Wireless Access

Occasional Contributor II

DHCP best practice for multiple subnets

I believe I heard in mobility bootcamp a couple of years ago on how to setup DHCP and Aruba, but we're having odd issues that appear to be resulting from using a DHCP Superscope.


So, currently we're running a windows DHCP server, a superscope with 5x  '/24' subnets, broken down they are:

-WIFI Superscope

-- /24  (vlan tag 90)  <-- all APs are booting and DHCP'ing off this subnet

-- /24  (vlan tag 91) 

-- /24  (vlan tag 92) 

-- /24  (vlan tag 93) 

-- /24  (vlan tag 94) 


On the aruba 3600 Controller VLan IDs 90-94 are created and added to a VLAN pool, that VLan pool is added to the VAP.


The problem the client devices are encountering are the following:

They will pull an IP address but are unable to pass traffic, this usually happens when they've roamed to another AP, perhaps in another building.

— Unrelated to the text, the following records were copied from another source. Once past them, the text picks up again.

//! Wire DTOs for the scheduler REST API.
//!
//! DESIGN
//! ======
//! Field names and enum values match the backend JSON exactly; optional
//! fields are omitted on the wire rather than sent as `null`.

#[cfg(test)]
#[path = "types_test.rs"]
mod types_test;

use serde::{Deserialize, Deserializer, Serialize};

/// Text size shown for saved designs that do not record one.
pub const DEFAULT_DESIGN_TEXT_SIZE: f64 = 24.0;
/// Text color shown for saved designs that do not record one.
pub const DEFAULT_DESIGN_TEXT_COLOR: &str = "#000000";

/// Treat an explicit `null` like a missing field.
fn null_as_default<'de, D, T>(deserializer: D) -> Result<T, D::Error>
where
    D: Deserializer<'de>,
    T: Deserialize<'de> + Default,
{
    Ok(Option::<T>::deserialize(deserializer)?.unwrap_or_default())
}

fn default_design_text_size() -> f64 {
    DEFAULT_DESIGN_TEXT_SIZE
}

fn design_text_size<'de, D: Deserializer<'de>>(deserializer: D) -> Result<f64, D::Error> {
    Ok(Option::<f64>::deserialize(deserializer)?.unwrap_or(DEFAULT_DESIGN_TEXT_SIZE))
}

fn default_design_text_color() -> String {
    DEFAULT_DESIGN_TEXT_COLOR.to_owned()
}

fn design_text_color<'de, D: Deserializer<'de>>(deserializer: D) -> Result<String, D::Error> {
    Ok(Option::<String>::deserialize(deserializer)?.unwrap_or_else(default_design_text_color))
}

/// Social network a post can target.
#[derive(Clone, Copy, Debug, PartialEq, Eq, Hash, Serialize, Deserialize)]
#[serde(rename_all = "lowercase")]
pub enum PlatformType {
    Twitter,
    Linkedin,
    Facebook,
    Instagram,
}

impl PlatformType {
    pub const ALL: [PlatformType; 4] = [
        PlatformType::Twitter,
        PlatformType::Linkedin,
        PlatformType::Facebook,
        PlatformType::Instagram,
    ];

    /// Lowercase wire value.
    pub fn as_str(self) -> &'static str {
        match self {
            Self::Twitter => "twitter",
            Self::Linkedin => "linkedin",
            Self::Facebook => "facebook",
            Self::Instagram => "instagram",
        }
    }

    pub fn parse(raw: &str) -> Option<Self> {
        Self::ALL.into_iter().find(|p| p.as_str() == raw)
    }
}

/// Lifecycle state of a post.
#[derive(Clone, Copy, Debug, PartialEq, Eq, Serialize, Deserialize)]
#[serde(rename_all = "lowercase")]
pub enum PostStatus {
    Draft,
    Published,
    Pending,
    Scheduled,
    Failed,
}

impl PostStatus {
    pub fn as_str(self) -> &'static str {
        match self {
            Self::Draft => "draft",
            Self::Published => "published",
            Self::Pending => "pending",
            Self::Scheduled => "scheduled",
            Self::Failed => "failed",
        }
    }
}

/// Voice used for generated or reviewed copy.
#[derive(Clone, Copy, Debug, Default, PartialEq, Eq, Serialize, Deserialize)]
#[serde(rename_all = "lowercase")]
pub enum PostTone {
    Professional,
    #[default]
    Casual,
    Friendly,
    Formal,
    Humorous,
}

impl PostTone {
    pub const ALL: [PostTone; 5] = [
        PostTone::Professional,
        PostTone::Casual,
        PostTone::Friendly,
        PostTone::Formal,
        PostTone::Humorous,
    ];

    pub fn as_str(self) -> &'static str {
        match self {
            Self::Professional => "professional",
            Self::Casual => "casual",
            Self::Friendly => "friendly",
            Self::Formal => "formal",
            Self::Humorous => "humorous",
        }
    }

    /// Capitalized label for select options.
    pub fn label(self) -> &'static str {
        match self {
            Self::Professional => "Professional",
            Self::Casual => "Casual",
            Self::Friendly => "Friendly",
            Self::Formal => "Formal",
            Self::Humorous => "Humorous",
        }
    }

    pub fn parse(raw: &str) -> Option<Self> {
        Self::ALL.into_iter().find(|t| t.as_str() == raw)
    }
}

/// Garment category of a customizable product.
#[derive(Clone, Copy, Debug, PartialEq, Eq, Serialize, Deserialize)]
pub enum ProductCategory {
    #[serde(rename = "shirt")]
    Shirt,
    #[serde(rename = "t-shirt")]
    TShirt,
    #[serde(rename = "pant")]
    Pant,
    #[serde(rename = "jacket")]
    Jacket,
    #[serde(rename = "hoodie")]
    Hoodie,
    #[serde(rename = "dress")]
    Dress,
}

/// Stored image reference.
#[derive(Clone, Debug, PartialEq, Serialize, Deserialize)]
pub struct ImageResponse {
    pub id: i64,
    pub path: String,
}

/// Post creation payload. Sent as multipart form fields, not JSON.
#[derive(Clone, Debug, PartialEq, Serialize, Deserialize)]
pub struct PostSubmitRequest {
    pub user_id: i64,
    pub content_text: String,
    pub platforms: Vec<PlatformType>,
    #[serde(default, skip_serializing_if = "Option::is_none")]
    pub product_id: Option<i64>,
    #[serde(default, skip_serializing_if = "Option::is_none")]
    pub schedule_time: Option<String>,
    pub hashtags: Vec<String>,
    #[serde(default, skip_serializing_if = "Option::is_none")]
    pub target_audience: Option<String>,
    #[serde(default, skip_serializing_if = "Option::is_none")]
    pub call_to_action: Option<String>,
    pub content_tone: PostTone,
    #[serde(default, skip_serializing_if = "Option::is_none")]
    pub api_ids: Option<Vec<i64>>,
}

/// Row of the post listing.
#[derive(Clone, Debug, PartialEq, Serialize, Deserialize)]
pub struct PostListItem {
    pub id: i64,
    pub content_text: String,
    #[serde(default)]
    pub image: Option<ImageResponse>,
    pub platforms: Vec<PlatformType>,
    #[serde(default)]
    pub product_id: Option<i64>,
    #[serde(default)]
    pub schedule_time: Option<String>,
    pub status: PostStatus,
    #[serde(default)]
    pub hashtags: Vec<String>,
    pub created_at: String,
}

#[derive(Clone, Debug, PartialEq, Serialize, Deserialize)]
pub struct PostListResponse {
    pub posts: Vec<PostListItem>,
    pub total: i64,
    pub limit: i64,
    pub offset: i64,
}

/// Product attached to a post detail.
#[derive(Clone, Debug, PartialEq, Serialize, Deserialize)]
pub struct ProductInfo {
    pub id: i64,
    pub name: String,
    pub category: ProductCategory,
    pub price: f64,
}

/// Full post record returned by `GET /post/{id}`.
#[derive(Clone, Debug, PartialEq, Serialize, Deserialize)]
pub struct PostDetailResponse {
    pub id: i64,
    pub user_id: i64,
    pub content_text: String,
    #[serde(default)]
    pub image: Option<ImageResponse>,
    pub platforms: Vec<PlatformType>,
    #[serde(default)]
    pub product: Option<ProductInfo>,
    #[serde(default)]
    pub schedule_time: Option<String>,
    #[serde(default)]
    pub published_at: Option<String>,
    pub status: PostStatus,
    #[serde(default)]
    pub hashtags: Vec<String>,
    #[serde(default)]
    pub target_audience: Option<String>,
    #[serde(default)]
    pub call_to_action: Option<String>,
    pub content_tone: PostTone,
    pub created_at: String,
    pub modified_at: String,
}

/// Post counts by status.
#[derive(Clone, Debug, Default, PartialEq, Serialize, Deserialize)]
pub struct PostSummaryResponse {
    pub total_posts: i64,
    pub published_count: i64,
    pub scheduled_count: i64,
    pub failed_count: i64,
    pub draft_count: i64,
}

/// Optional filters for the post summary query.
#[derive(Clone, Debug, Default, PartialEq)]
pub struct SummaryFilter {
    pub user_id: Option<i64>,
    pub platform_type: Option<PlatformType>,
    pub start_date: Option<String>,
    pub end_date: Option<String>,
}

#[derive(Clone, Debug, PartialEq, Serialize, Deserialize)]
pub struct AiInsightResponse {
    pub insight_text: String,
}

/// Saved text-overlay placement on a product.
#[derive(Clone, Debug, PartialEq, Serialize, Deserialize)]
pub struct ProductDesignCreateRequest {
    pub user_id: i64,
    pub product_id: i64,
    pub custom_text: String,
    /// Whole canvas pixels; the backend stores integer positions.
    pub text_position_x: i64,
    pub text_position_y: i64,
    pub text_size: f64,
    pub text_color: String,
}

/// A saved design as listed by the backend.
///
/// The backend may omit the size and send `null` for color and position;
/// those decode to the editor defaults so one sparse record does not fail
/// the whole list.
#[derive(Clone, Debug, PartialEq, Serialize, Deserialize)]
pub struct ProductDesignItem {
    pub id: i64,
    pub product_id: i64,
    pub custom_text: String,
    #[serde(default, deserialize_with = "null_as_default")]
    pub text_position_x: f64,
    #[serde(default, deserialize_with = "null_as_default")]
    pub text_position_y: f64,
    #[serde(default = "default_design_text_size", deserialize_with = "design_text_size")]
    pub text_size: f64,
    #[serde(default = "default_design_text_color", deserialize_with = "design_text_color")]
    pub text_color: String,
    pub created_at: String,
}

#[derive(Clone, Debug, PartialEq, Serialize, Deserialize)]
pub struct ProductDesignListResponse {
    pub items: Vec<ProductDesignItem>,
    pub total: i64,
}

/// Request for hashtag suggestions and a content review.
#[derive(Clone, Debug, PartialEq, Serialize, Deserialize)]
pub struct AISuggestionsRequest {
    pub user_id: i64,
    pub content_text: String,
    #[serde(default, skip_serializing_if = "Option::is_none")]
    pub product_category: Option<ProductCategory>,
    pub platform_types: Vec<PlatformType>,
    #[serde(default, skip_serializing_if = "Option::is_none")]
    pub target_audience: Option<String>,
    pub brand_tone: PostTone,
}

#[derive(Clone, Debug, PartialEq, Serialize, Deserialize)]
pub struct ContentReview {
    pub score: i64,
    pub suggestions: Vec<String>,
}

#[derive(Clone, Debug, PartialEq, Serialize, Deserialize)]
pub struct AISuggestionsResponse {
    pub hashtag_suggestions: Vec<String>,
    pub content_review: ContentReview,
    pub optimized_content: String,
}

#[derive(Clone, Debug, PartialEq, Serialize, Deserialize)]
pub struct AIBestTimeRequest {
    pub user_id: i64,
    pub platform_types: Vec<PlatformType>,
    #[serde(default, skip_serializing_if = "Option::is_none")]
    pub target_audience: Option<String>,
}

#[derive(Clone, Debug, PartialEq, Serialize, Deserialize)]
pub struct AIBestTimeResponse {
    pub suggestions: Vec<String>,
}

Has anyone seen this before, are we configured correctly?





Re: DHCP best practice for multiple subnets

As a general comment, I would adjust your VAP to exclude VLAN 90...if you are using that for APs, you generally don't mix in clients into that scope, instead leaving it free for expansion of the wireless infrastructure.  Just my own best practices approach.  Makes it easier to troubleshoot later for others.


Switching to your specific observations:   


If all of your APs are tunneled back to the controller, there should be no reason to lose connectivity when roaming between them, with or without a VLAN pool.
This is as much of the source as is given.